The other pollsters likely overcompensated for their previous failure to predict a Tory majority in 2015 by overcorrecting previous errors manipulating their data to fit their beliefs
Ipsos Mori for example, made a last minute adjustment to their neck-and-neck predictions based on turnout to transform it into a comfortable Conservative win.
"They just believed in their heart it was going to come out this way and they tortured their data to make that happen," says Rivers. "So I think one of the lessons is just to listen to your data.”
Hits and misses
YouGov didn't get everything right, including some surprises in Scotland where they overrated the SNP's chances. The Conservative vote share lead was also smaller than expected, but they still won slightly more seats than the poll predicted.
"The Conservatives won, in the end, a lot of close races," says Rivers. "The Amber Rudd seat was one where we actually predicted she would lose by a small amount.
"She won by a small amount, so we felt the quality of that prediction was pretty good. When it popped up people raised their eyebrows and said you're not really predicting the home secretary's going to lose. The test is does it tell you the race is close when you have a close race. You're going to be lucky in some places like we were in Canterbury and slightly unlucky in the Amber Rudd seat."
YouGov's MRP model had previously successfully predicted the EU referendum result, but it narrowly failed to predict Trump's victory in the 2016 US Election. YouGov has less experience operating in the US market, and covering its less densely populated area presented different challenges.

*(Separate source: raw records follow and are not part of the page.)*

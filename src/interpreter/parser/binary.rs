use std::iter::Peekable;

use crate::{
    ast::{BinaryOperator, Expr},
    interpreter::{
        lexer::{Token, TokenKind},
        parser::{core::ParseResult, primary::parse_primary},
    },
};

/// Parses relational and equality operators.
///
/// This is the weakest-binding level and handles `<`, `>`, `<=`, `>=`, `==`
/// and `!=`. Chains are left-associative, so `1 < 2 < 3` is `(1 < 2) < 3`.
///
/// The rule is: `comparison := additive (("<" | ">" | "<=" | ">=" | "==" |
/// "!=") additive)*`
///
/// # Parameters
/// - `tokens`: Token stream.
/// - `line`: Line of the previous token.
///
/// # Returns
/// A possibly nested `Expr::BinaryOp` tree.
pub fn parse_comparison<'src, I>(tokens: &mut Peekable<I>, line: usize) -> ParseResult<Expr>
    where I: Iterator<Item = Token<'src>>
{
    let mut left = parse_additive(tokens, line)?;

    while let Some(token) = tokens.peek() {
        let op = match token_to_binary_operator(token.kind) {
            Some(op) if is_relational_op(op) => op,
            _ => break,
        };

        let line = token.line;
        tokens.next(); // consume operator

        let right = parse_additive(tokens, line)?;
        left = Expr::BinaryOp { left: Box::new(left),
                                op,
                                right: Box::new(right),
                                line };
    }

    Ok(left)
}

/// Parses addition and subtraction expressions.
///
/// Handles left-associative binary operators: `+` and `-`.
///
/// The rule is: `additive := multiplicative (("+" | "-") multiplicative)*`
///
/// # Parameters
/// - `tokens`: Token stream.
/// - `line`: Line of the previous token.
///
/// # Returns
/// An `Expr::BinaryOp` tree representing the parsed expression.
pub fn parse_additive<'src, I>(tokens: &mut Peekable<I>, line: usize) -> ParseResult<Expr>
    where I: Iterator<Item = Token<'src>>
{
    let mut left = parse_multiplicative(tokens, line)?;
    loop {
        if let Some(token) = tokens.peek()
           && let Some(op) = token_to_binary_operator(token.kind)
           && matches!(op, BinaryOperator::Add | BinaryOperator::Sub)
        {
            let line = token.line;
            tokens.next();
            let right = parse_multiplicative(tokens, line)?;
            left = Expr::BinaryOp { left: Box::new(left),
                                    op,
                                    right: Box::new(right),
                                    line };
            continue;
        }
        break;
    }
    Ok(left)
}

/// Parses multiplication-level expressions.
///
/// Handles the strongest-binding, left-associative operators `*` and `/`.
///
/// The rule is: `multiplicative := primary (("*" | "/") primary)*`
///
/// # Parameters
/// - `tokens`: Token stream.
/// - `line`: Line of the previous token.
///
/// # Returns
/// A binary expression tree combining primary nodes.
pub fn parse_multiplicative<'src, I>(tokens: &mut Peekable<I>, line: usize) -> ParseResult<Expr>
    where I: Iterator<Item = Token<'src>>
{
    let mut left = parse_primary(tokens, line)?;
    loop {
        if let Some(token) = tokens.peek()
           && let Some(op) = token_to_binary_operator(token.kind)
           && matches!(op, BinaryOperator::Mul | BinaryOperator::Div)
        {
            let line = token.line;
            tokens.next();
            let right = parse_primary(tokens, line)?;
            left = Expr::BinaryOp { left: Box::new(left),
                                    op,
                                    right: Box::new(right),
                                    line };
            continue;
        }
        break;
    }
    Ok(left)
}

/// Maps a terminal to its corresponding binary operator.
///
/// Returns `None` for all terminals that are not binary operators.
///
/// # Example
/// ```
/// use bounded_calc::{
///     ast::BinaryOperator,
///     interpreter::{lexer::TokenKind, parser::binary::token_to_binary_operator},
/// };
///
/// assert_eq!(token_to_binary_operator(TokenKind::Plus),
///            Some(BinaryOperator::Add));
/// assert_eq!(token_to_binary_operator(TokenKind::Semicolon), None);
/// ```
#[must_use]
pub const fn token_to_binary_operator(kind: TokenKind) -> Option<BinaryOperator> {
    match kind {
        TokenKind::Plus => Some(BinaryOperator::Add),
        TokenKind::Minus => Some(BinaryOperator::Sub),
        TokenKind::Times => Some(BinaryOperator::Mul),
        TokenKind::Divide => Some(BinaryOperator::Div),
        TokenKind::Less => Some(BinaryOperator::Less),
        TokenKind::Greater => Some(BinaryOperator::Greater),
        TokenKind::LessEqual => Some(BinaryOperator::LessEqual),
        TokenKind::GreaterEqual => Some(BinaryOperator::GreaterEqual),
        TokenKind::EqualEqual => Some(BinaryOperator::Equal),
        TokenKind::BangEqual => Some(BinaryOperator::NotEqual),
        _ => None,
    }
}

/// Determines whether a binary operator belongs to the relational class.
///
/// # Example
/// ```
/// use bounded_calc::{ast::BinaryOperator, interpreter::parser::binary::is_relational_op};
///
/// assert!(is_relational_op(BinaryOperator::Less));
/// assert!(is_relational_op(BinaryOperator::NotEqual));
/// assert!(!is_relational_op(BinaryOperator::Add));
/// ```
#[must_use]
pub const fn is_relational_op(op: BinaryOperator) -> bool {
    matches!(op,
             BinaryOperator::Less
             | BinaryOperator::Greater
             | BinaryOperator::LessEqual
             | BinaryOperator::GreaterEqual
             | BinaryOperator::Equal
             | BinaryOperator::NotEqual)
}
/// Lexical errors.
///
/// Raised while turning source text into tokens. Lexical errors never stop
/// the scan: the offending input is reported and skipped.
pub mod lex_error;
/// Parsing errors.
///
/// Defines all error types that can occur while matching tokens against the
/// grammar. A parse error abandons the current program.
pub mod parse_error;
/// Runtime errors.
///
/// Contains all error types that can be raised during evaluation, such as
/// division by zero, integer overflow, or a failed loop body.
pub mod runtime_error;
/// Collected diagnostics.
///
/// Wraps the errors of every phase so a single program run can report all of
/// them in the order they arose.
pub mod diagnostic;

pub use diagnostic::Diagnostic;
pub use lex_error::LexError;
pub use parse_error::ParseError;
pub use runtime_error::RuntimeError;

They correctly predicted that Hillary Clinton would narrowly win the popular vote, but were mistaken in forecasting that she would also edge the Electoral College. This was largely because the key Midwestern battleground states were too close to call, and a higher turnout of Trump supporters shifted some of them his way.
Future improvements
The methodology will next be applied in Germany for the first time at the federal elections in September. This will present a different challenge as the national number is more important. YouGov is also working to expand sample sizes and add more information on its respondents.
"We're moving to bigger data in terms of more people in our samples," says Rivers. "If we could go from 50,000 to 100,000 or 200,000 that would improve the quality of the predictions. It tracks with the software in terms of the time it takes just to model.
"The other thing we're doing is we're constantly adding more variables or data points. We collect thousands of pieces of information out of our panelists, and figuring out essentially how to utilise that more effectively to improve the quality of predictions is an area of research.”
YouGov also ran a second poll for the 2017 election that used a traditional methodology and predicted a Conservative majority. The result predicted by the MRP model was dismissed by most upon its release, but seems likely to replace its predecessor in the future.
"I think in a decade we're going to look at that as sort of old-fashioned and this kind of approach is going to be used as a matter of course," says Rivers. "It's incremental. You're not throwing away what was done before, you're adding to it.